Aim of the task >> Could you return each line of the material that has "tests" in it?

══════

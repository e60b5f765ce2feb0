use crate::foundation::core::Rgba8Premul;
use crate::foundation::error::{PrintstackError, PrintstackResult};

/// Width x height grid of premultiplied RGBA8 pixels, tightly packed, row-major.
///
/// A buffer has exactly one owner at a time: the compositor while it accumulates, then the
/// [`crate::TextureHandle`] that wraps it. Nothing mutates a buffer after it has been wrapped.
#[derive(Clone, PartialEq, Eq)]
pub struct RasterBuffer {
    width: u32,
    height: u32,
    data: Vec<u8>,
}

impl std::fmt::Debug for RasterBuffer {
    fn fmt(&self, f: &mut std::fmt::Formatter<'_>) -> std::fmt::Result {
        f.debug_struct("RasterBuffer")
            .field("width", &self.width)
            .field("height", &self.height)
            .finish_non_exhaustive()
    }
}

pub(crate) fn rgba8_byte_len(width: u32, height: u32) -> PrintstackResult<usize> {
    (width as usize)
        .checked_mul(height as usize)
        .and_then(|v| v.checked_mul(4))
        .ok_or_else(|| {
            PrintstackError::allocation(format!("raster size overflow: {width}x{height}"))
        })
}

impl RasterBuffer {
    /// Allocate a transparent buffer.
    ///
    /// Fails with [`PrintstackError::Allocation`] for empty sizes, size overflow, or when the
    /// allocator refuses the reservation.
    pub fn new(width: u32, height: u32) -> PrintstackResult<Self> {
        Self::filled(width, height, Rgba8Premul::transparent())
    }

    /// Allocate a buffer filled with `color`.
    pub fn filled(width: u32, height: u32, color: Rgba8Premul) -> PrintstackResult<Self> {
        if width == 0 || height == 0 {
            return Err(PrintstackError::allocation(format!(
                "raster size must be non-empty, got {width}x{height}"
            )));
        }
        let len = rgba8_byte_len(width, height)?;
        let mut data = Vec::new();
        data.try_reserve_exact(len).map_err(|e| {
            PrintstackError::allocation(format!("cannot allocate {width}x{height} raster: {e}"))
        })?;
        let px = color.to_array();
        for _ in 0..(len / 4) {
            data.extend_from_slice(&px);
        }
        Ok(Self {
            width,
            height,
            data,
        })
    }

    /// Wrap existing premultiplied bytes.
    pub fn from_premul_bytes(width: u32, height: u32, data: Vec<u8>) -> PrintstackResult<Self> {
        let len = rgba8_byte_len(width, height)?;
        if data.len() != len {
            return Err(PrintstackError::validation(format!(
                "raster byte len mismatch: got {}, expected {len}",
                data.len()
            )));
        }
        Ok(Self {
            width,
            height,
            data,
        })
    }

    /// Width in pixels.
    pub fn width(&self) -> u32 {
        self.width
    }

    /// Height in pixels.
    pub fn height(&self) -> u32 {
        self.height
    }

    /// Bytes per row.
    pub fn row_stride(&self) -> usize {
        self.width as usize * 4
    }

    /// Premultiplied RGBA8 bytes.
    pub fn data(&self) -> &[u8] {
        &self.data
    }

    pub(crate) fn data_mut(&mut self) -> &mut [u8] {
        &mut self.data
    }

    /// Consume the buffer and return its bytes.
    pub fn into_data(self) -> Vec<u8> {
        self.data
    }

    /// Pixel at `(x, y)`, or `None` outside the buffer.
    pub fn pixel(&self, x: u32, y: u32) -> Option<[u8; 4]> {
        if x >= self.width || y >= self.height {
            return None;
        }
        let idx = (y as usize * self.width as usize + x as usize) * 4;
        Some([
            self.data[idx],
            self.data[idx + 1],
            self.data[idx + 2],
            self.data[idx + 3],
        ])
    }
}

/// One layer rasterized into its own scratch buffer, already transformed and with the layer
/// opacity folded into its (premultiplied) pixels.
///
/// `(x, y)` is the top-left corner of the patch footprint inside the texture; the footprint is
/// always clipped to the texture bounds.
#[derive(Clone, Debug, PartialEq, Eq)]
pub struct LayerPatch {
    /// Left edge in texture pixels.
    pub x: u32,
    /// Top edge in texture pixels.
    pub y: u32,
    /// Footprint width in pixels.
    pub width: u32,
    /// Footprint height in pixels.
    pub height: u32,
    /// Premultiplied RGBA8 bytes for the footprint.
    pub pixels: Vec<u8>,
}

impl LayerPatch {
    /// Pixel at patch-local `(x, y)`.
    pub fn pixel(&self, x: u32, y: u32) -> Option<[u8; 4]> {
        if x >= self.width || y >= self.height {
            return None;
        }
        let idx = (y as usize * self.width as usize + x as usize) * 4;
        Some([
            self.pixels[idx],
            self.pixels[idx + 1],
            self.pixels[idx + 2],
            self.pixels[idx + 3],
        ])
    }
}
use serde::{Deserialize, Serialize};

use crate::assets::bitmap::ImageRef;
use crate::assets::color::TextColor;
use crate::effects::blend::BlendMode;
use crate::foundation::core::Uv;
use crate::foundation::error::{PrintstackError, PrintstackResult};

/// One print or text layer placed on the texture.
///
/// Immutable for the duration of a composite. `position` is the layer's anchor in UV space;
/// images are anchored at their center, text according to [`TextLayer::text_align`].
#[derive(Debug, Clone, PartialEq, Serialize, Deserialize)]
pub struct PrintLayer {
    /// Stable identifier, reported in warnings and part of the composite key.
    pub id: String,
    /// Anchor in `[0, 1] x [0, 1]` texture space.
    #[serde(default = "Uv::center")]
    pub position: Uv,
    /// Multiplier on the layer's natural size. Must be positive.
    #[serde(default = "default_one")]
    pub scale: f64,
    /// Clockwise rotation about the anchor, in degrees.
    #[serde(default, alias = "rotationDegrees")]
    pub rotation_degrees: f64,
    /// Layer opacity; clamped to `[0, 1]` when drawn.
    #[serde(default = "default_one")]
    pub opacity: f64,
    /// How the layer combines with what is underneath.
    #[serde(default, alias = "blendMode")]
    pub blend_mode: BlendMode,
    /// Draw order; lower is drawn first. Ties keep insertion order.
    #[serde(default, alias = "zIndex")]
    pub z_index: i32,
    /// Image or text payload.
    pub kind: LayerKind,
}

fn default_one() -> f64 {
    1.0
}

/// Payload of a [`PrintLayer`].
#[derive(Debug, Clone, PartialEq, Serialize, Deserialize)]
#[serde(rename_all = "snake_case")]
pub enum LayerKind {
    /// A raster or SVG print.
    Image(ImageLayer),
    /// A run of text.
    Text(TextLayer),
}

/// Image payload.
#[derive(Debug, Clone, PartialEq, Serialize, Deserialize)]
pub struct ImageLayer {
    /// Where the pixels come from.
    #[serde(alias = "imageRef")]
    pub image_ref: ImageRef,
    /// Declared natural width; the decoded width is used when absent.
    #[serde(default, skip_serializing_if = "Option::is_none")]
    pub width: Option<u32>,
    /// Declared natural height; the decoded height is used when absent.
    #[serde(default, skip_serializing_if = "Option::is_none")]
    pub height: Option<u32>,
}

/// Horizontal alignment of a text run relative to its anchor.
#[derive(Debug, Clone, Copy, Default, PartialEq, Eq, Hash, Serialize, Deserialize)]
#[serde(rename_all = "snake_case")]
pub enum TextAlign {
    /// Anchor on the left edge.
    Left,
    /// Anchor in the middle.
    #[default]
    Center,
    /// Anchor on the right edge.
    Right,
}

impl TextAlign {
    pub(crate) fn tag(self) -> u8 {
        match self {
            Self::Left => 0,
            Self::Center => 1,
            Self::Right => 2,
        }
    }

    /// Horizontal anchor offset inside a run `width` pixels wide.
    pub fn anchor_x(self, width: f64) -> f64 {
        match self {
            Self::Left => 0.0,
            Self::Center => width * 0.5,
            Self::Right => width,
        }
    }
}

/// Text payload.
#[derive(Debug, Clone, PartialEq, Serialize, Deserialize)]
pub struct TextLayer {
    /// Text to draw; `\n` starts a new line.
    pub content: String,
    /// Registered font family name (case-insensitive).
    #[serde(alias = "fontFamily")]
    pub font_family: String,
    /// Font size before layer scale, in pixels.
    #[serde(default = "default_font_size", alias = "fontSizePx")]
    pub font_size_px: f64,
    /// CSS-style weight (400 regular, 700 bold).
    #[serde(default = "default_font_weight", alias = "fontWeight")]
    pub font_weight: u16,
    /// Fill color.
    #[serde(default)]
    pub color: TextColor,
    /// Alignment of lines and anchor.
    #[serde(default, alias = "textAlign")]
    pub text_align: TextAlign,
}

fn default_font_size() -> f64 {
    32.0
}

fn default_font_weight() -> u16 {
    400
}

impl PrintLayer {
    fn with_kind(id: impl Into<String>, kind: LayerKind) -> Self {
        Self {
            id: id.into(),
            position: Uv::center(),
            scale: 1.0,
            rotation_degrees: 0.0,
            opacity: 1.0,
            blend_mode: BlendMode::Normal,
            z_index: 0,
            kind,
        }
    }

    /// Centered, unscaled image layer.
    pub fn image(id: impl Into<String>, image_ref: impl Into<ImageRef>) -> Self {
        Self::with_kind(
            id,
            LayerKind::Image(ImageLayer {
                image_ref: image_ref.into(),
                width: None,
                height: None,
            }),
        )
    }

    /// Centered, unscaled text layer.
    pub fn text(id: impl Into<String>, text: TextLayer) -> Self {
        Self::with_kind(id, LayerKind::Text(text))
    }

    /// Set the anchor.
    pub fn at(mut self, u: f64, v: f64) -> Self {
        self.position = Uv::new(u, v);
        self
    }

    /// Set the scale.
    pub fn scaled(mut self, scale: f64) -> Self {
        self.scale = scale;
        self
    }

    /// Set the rotation in degrees.
    pub fn rotated(mut self, degrees: f64) -> Self {
        self.rotation_degrees = degrees;
        self
    }

    /// Set the opacity.
    pub fn with_opacity(mut self, opacity: f64) -> Self {
        self.opacity = opacity;
        self
    }

    /// Set the blend mode.
    pub fn with_blend(mut self, mode: BlendMode) -> Self {
        self.blend_mode = mode;
        self
    }

    /// Set the draw order.
    pub fn with_z_index(mut self, z: i32) -> Self {
        self.z_index = z;
        self
    }

    /// Rotation folded into `[0, 360)`; non-finite values read as 0.
    pub fn normalized_rotation(&self) -> f64 {
        if !self.rotation_degrees.is_finite() {
            return 0.0;
        }
        let r = self.rotation_degrees.rem_euclid(360.0);
        // rem_euclid can round up to exactly 360 for tiny negative inputs.
        if r >= 360.0 { 0.0 } else { r }
    }

    /// Opacity clamped to `[0, 1]`.
    pub fn clamped_opacity(&self) -> f64 {
        self.opacity.clamp(0.0, 1.0)
    }

    /// The image reference, for image layers.
    pub fn image_ref(&self) -> Option<&ImageRef> {
        match &self.kind {
            LayerKind::Image(img) => Some(&img.image_ref),
            LayerKind::Text(_) => None,
        }
    }

    /// Reject parameters that cannot be drawn.
    pub fn validate(&self) -> PrintstackResult<()> {
        if !self.position.is_finite() {
            return Err(PrintstackError::validation("position must be finite"));
        }
        if !self.scale.is_finite() || self.scale <= 0.0 {
            return Err(PrintstackError::validation(format!(
                "scale must be finite and > 0, got {}",
                self.scale
            )));
        }
        if self.opacity.is_nan() {
            return Err(PrintstackError::validation("opacity must be a number"));
        }
        match &self.kind {
            LayerKind::Image(img) => {
                if img.width == Some(0) || img.height == Some(0) {
                    return Err(PrintstackError::validation(
                        "declared image size must be non-zero",
                    ));
                }
            }
            LayerKind::Text(text) => {
                if !text.font_size_px.is_finite() || text.font_size_px <= 0.0 {
                    return Err(PrintstackError::validation(
                        "font_size_px must be finite and > 0",
                    ));
                }
            }
        }
        Ok(())
    }
}

#[cfg(test)]
#[path = "../../tests/unit/scene/layer.rs"]
mod tests;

══════

Answer to this task >>
#[path = "../../tests/unit/scene/layer.rs"]
mod tests;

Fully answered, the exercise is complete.